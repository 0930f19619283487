//! Typed error hierarchy for the finetune controller.
//!
//! - `StoreError`: state-store client failures
//! - `OwnerReferenceError`: controller-reference construction failures
//! - `ReconcileError`: a single reconcile invocation
//! - `ControllerError`: the host runtime that drives the reconciler

use std::time::Duration;

use thiserror::Error;

use crate::api::ObjectKey;

/// Errors returned by a state-store client.
#[derive(Debug, Error)]
pub enum StoreError {
    #[error("{kind} {key} not found")]
    NotFound { kind: String, key: ObjectKey },

    #[error("{kind} {key} already exists")]
    AlreadyExists { kind: String, key: ObjectKey },

    #[error(
        "Operation cannot be fulfilled on {kind} {key}: the object has been modified \
         (observed version {observed}, current version {current})"
    )]
    Conflict {
        kind: String,
        key: ObjectKey,
        observed: String,
        current: String,
    },

    #[error("Invalid {kind} object: {message}")]
    Invalid { kind: String, message: String },

    #[error("Serialization error: {0}")]
    Serialization(#[from] serde_json::Error),

    #[error("Store unavailable: {0}")]
    Unavailable(String),
}

impl StoreError {
    pub fn is_not_found(&self) -> bool {
        matches!(self, Self::NotFound { .. })
    }

    pub fn is_already_exists(&self) -> bool {
        matches!(self, Self::AlreadyExists { .. })
    }

    pub fn is_conflict(&self) -> bool {
        matches!(self, Self::Conflict { .. })
    }
}

/// Errors from building a controller owner reference.
#[derive(Debug, Error)]
pub enum OwnerReferenceError {
    #[error("Owner {kind} {key} has no uid; it must be persisted before it can own objects")]
    MissingUid { kind: String, key: ObjectKey },

    #[error(
        "Cross-namespace owner references are disallowed: owner namespace {owner_namespace}, \
         object namespace {object_namespace}"
    )]
    NamespaceMismatch {
        owner_namespace: String,
        object_namespace: String,
    },

    #[error("Object {object} is already owned by another controller {kind} {name}")]
    AlreadyOwned {
        object: ObjectKey,
        kind: String,
        name: String,
    },
}

/// Errors from a single reconcile invocation. Every variant is retryable.
#[derive(Debug, Error)]
pub enum ReconcileError {
    #[error("Failed to {operation}: {source}")]
    Store {
        operation: &'static str,
        #[source]
        source: StoreError,
    },

    #[error("Failed to set controller reference: {0}")]
    OwnerReference(#[from] OwnerReferenceError),

    #[error("Reconcile cancelled before completion")]
    Cancelled,
}

impl ReconcileError {
    pub fn store(operation: &'static str, source: StoreError) -> Self {
        Self::Store { operation, source }
    }

    /// Returns the underlying store error, if any.
    pub fn store_error(&self) -> Option<&StoreError> {
        match self {
            Self::Store { source, .. } => Some(source),
            _ => None,
        }
    }
}

/// Errors from the controller runtime.
#[derive(Debug, Error)]
pub enum ControllerError {
    #[error("Timed out after {timeout:?} waiting for the store to sync")]
    CacheSyncTimeout { timeout: Duration },

    #[error("Store error: {0}")]
    Store(#[from] StoreError),

    #[error("Invalid controller configuration: {0}")]
    InvalidConfig(String),
}
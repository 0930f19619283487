//! Experiment reconciler.
//!
//! One invocation converges a single `FinetuneExperiment` toward its spec:
//!
//! 1. **Fetch** the experiment; a missing object is treated as already deleted.
//! 2. **Deletion**: with a deletion marker set, run cleanup and drop the finalizer.
//! 3. **Finalizer**: attach the finalizer before touching anything else.
//! 4. **Pending gate**: `spec.pending` holds the experiment in `PENDING`.
//! 5. **Convergence**: create each child job (idempotently) and mirror its status.
//! 6. **Finalize**: record `PROCESSING` in one status write.
//!
//! Every invocation starts from a fresh read and writes through optimistic
//! concurrency, so re-delivery and interleaving with other writers are safe.
//! Failures are never retried here; they are returned to the caller, which
//! requeues the key.

mod naming;

use std::sync::Arc;
use std::time::Duration;
use tokio_util::sync::CancellationToken;
use tracing::{debug, error, info, instrument, warn};

use crate::api::{
    FINETUNE_GROUP_FINALIZER, FinetuneExperiment, FinetuneExperimentStatus, FinetuneJob,
    FinetuneState, ObjectKey, set_controller_reference,
};
use crate::errors::{ReconcileError, StoreError};
use crate::label::instance_labels;
use crate::store::Client;

pub use naming::{default_job_name, resolve_job_names};

/// What the scheduler should do with a key after one invocation.
#[derive(Debug, Clone, Copy, PartialEq, Eq)]
pub enum Action {
    /// Converged; wait for the next trigger.
    Done,
    /// Retry after the scheduler's default backoff.
    Requeue,
    /// Retry after the given delay.
    RequeueAfter(Duration),
}

/// Maps the outcome of an invocation onto a scheduler action.
pub fn handle_result(result: Result<(), ReconcileError>) -> Action {
    match result {
        Ok(()) => Action::Done,
        Err(_) => Action::Requeue,
    }
}

/// Runs a store call under the invocation's cancellation token.
async fn call<T, F>(
    ctx: &CancellationToken,
    operation: &'static str,
    future: F,
) -> Result<T, ReconcileError>
where
    F: Future<Output = Result<T, StoreError>>,
{
    tokio::select! {
        biased;
        _ = ctx.cancelled() => Err(ReconcileError::Cancelled),
        result = future => result.map_err(|e| ReconcileError::store(operation, e)),
    }
}

fn is_store_error(err: &ReconcileError, predicate: fn(&StoreError) -> bool) -> bool {
    err.store_error().is_some_and(predicate)
}

pub struct Reconciler<C: Client> {
    client: Arc<C>,
}

impl<C: Client> Clone for Reconciler<C> {
    fn clone(&self) -> Self {
        Self {
            client: Arc::clone(&self.client),
        }
    }
}
//! State-store client abstraction.
//!
//! The reconciler talks to the store only through [`Client`]. Every write is
//! optimistic: the caller presents the `resourceVersion` it observed and the
//! store rejects the write with [`StoreError::Conflict`] if the object moved on.
//! The status sub-resource is written separately through
//! [`Client::update_status`].

mod memory;

use async_trait::async_trait;
use serde::{Deserialize, Serialize};
use tokio::sync::broadcast;

use crate::api::{ObjectKey, OwnerReference, Resource};
use crate::errors::StoreError;

pub use memory::InMemoryStore;

/// Kind of change reported on the watch stream.
#[derive(Debug, Clone, Copy, PartialEq, Eq, Serialize, Deserialize)]
#[serde(rename_all = "snake_case")]
pub enum WatchEventType {
    Added,
    Modified,
    Deleted,
}

/// A change notification for one stored object.
#[derive(Debug, Clone, PartialEq, Serialize, Deserialize)]
pub struct WatchEvent {
    pub event_type: WatchEventType,
    pub kind: String,
    pub key: ObjectKey,
    /// Controller reference of the changed object, used to route child
    /// events to their owner.
    #[serde(default, skip_serializing_if = "Option::is_none")]
    pub controller: Option<OwnerReference>,
}

/// Abstraction over the shared state store.
/// Real implementations talk to a cluster API; [`InMemoryStore`] is the
/// reference implementation used by the CLI host and tests.
#[async_trait]
pub trait Client: Send + Sync + 'static {
    async fn get<K: Resource>(&self, key: &ObjectKey) -> Result<K, StoreError>;

    /// All objects of kind `K`, optionally restricted to one namespace, sorted by key.
    async fn list<K: Resource>(&self, namespace: Option<&str>) -> Result<Vec<K>, StoreError>;

    /// Fails with [`StoreError::AlreadyExists`] if an object with the same key exists.
    async fn create<K: Resource>(&self, object: &K) -> Result<K, StoreError>;

    /// Writes metadata and spec. Status changes in `object` are ignored.
    async fn update<K: Resource>(&self, object: &K) -> Result<K, StoreError>;

    /// Writes the status sub-resource. Spec and metadata changes are ignored.
    async fn update_status<K: Resource>(&self, object: &K) -> Result<K, StoreError>;

    /// Requests deletion. Objects with finalizers only get a deletion marker.
    async fn delete<K: Resource>(&self, key: &ObjectKey) -> Result<(), StoreError>;

    fn watch(&self) -> broadcast::Receiver<WatchEvent>;

    /// Resolves once the client's view of the store is complete.
    async fn wait_for_sync(&self) -> Result<(), StoreError>;
}
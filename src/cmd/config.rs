//! Configuration view and validation commands — `finetune-controller config`.

use anyhow::{Context, Result};
use std::path::PathBuf;

use finetune_controller::config::{CONFIG_FILE_NAME, ControllerConfig};

use super::super::{Cli, ConfigCommands};
use super::load_config;

pub fn cmd_config(cli: &Cli, command: Option<ConfigCommands>) -> Result<()> {
    let config_path = cli
        .config
        .clone()
        .unwrap_or_else(|| PathBuf::from(CONFIG_FILE_NAME));

    match command {
        None | Some(ConfigCommands::Show) => {
            if config_path.exists() {
                println!("# Config file: {}", config_path.display());
            } else {
                println!("# No {} found, using defaults", config_path.display());
            }
            println!("# Effective values (with env/CLI overrides)");
            println!();
            let config = load_config(cli, None)?;
            print!("{}", config.to_toml()?);
        }
        Some(ConfigCommands::Validate) => {
            if !config_path.exists() {
                println!("No {} found. Using defaults (valid).", config_path.display());
                return Ok(());
            }

            let config = ControllerConfig::load_file(&config_path)?;
            let warnings = config.validate()?;

            if warnings.is_empty() {
                println!("Configuration is valid.");
            } else {
                println!("Configuration warnings:");
                for warning in warnings {
                    println!("  - {}", warning);
                }
            }
        }
        Some(ConfigCommands::Init) => {
            if config_path.exists() {
                println!("{} already exists", config_path.display());
                println!("Delete it first if you want to recreate it.");
                return Ok(());
            }

            if let Some(parent) = config_path.parent()
                && !parent.as_os_str().is_empty()
            {
                std::fs::create_dir_all(parent)
                    .with_context(|| format!("Failed to create {}", parent.display()))?;
            }
            std::fs::write(&config_path, ControllerConfig::default().to_toml()?)
                .with_context(|| format!("Failed to write {}", config_path.display()))?;

            println!("Created {}", config_path.display());
        }
    }

    Ok(())
}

_ _ _ _

*Work to be completed:*
Supply only the number of lines above in which "marker" occurs.

*Output for this exercise:*
2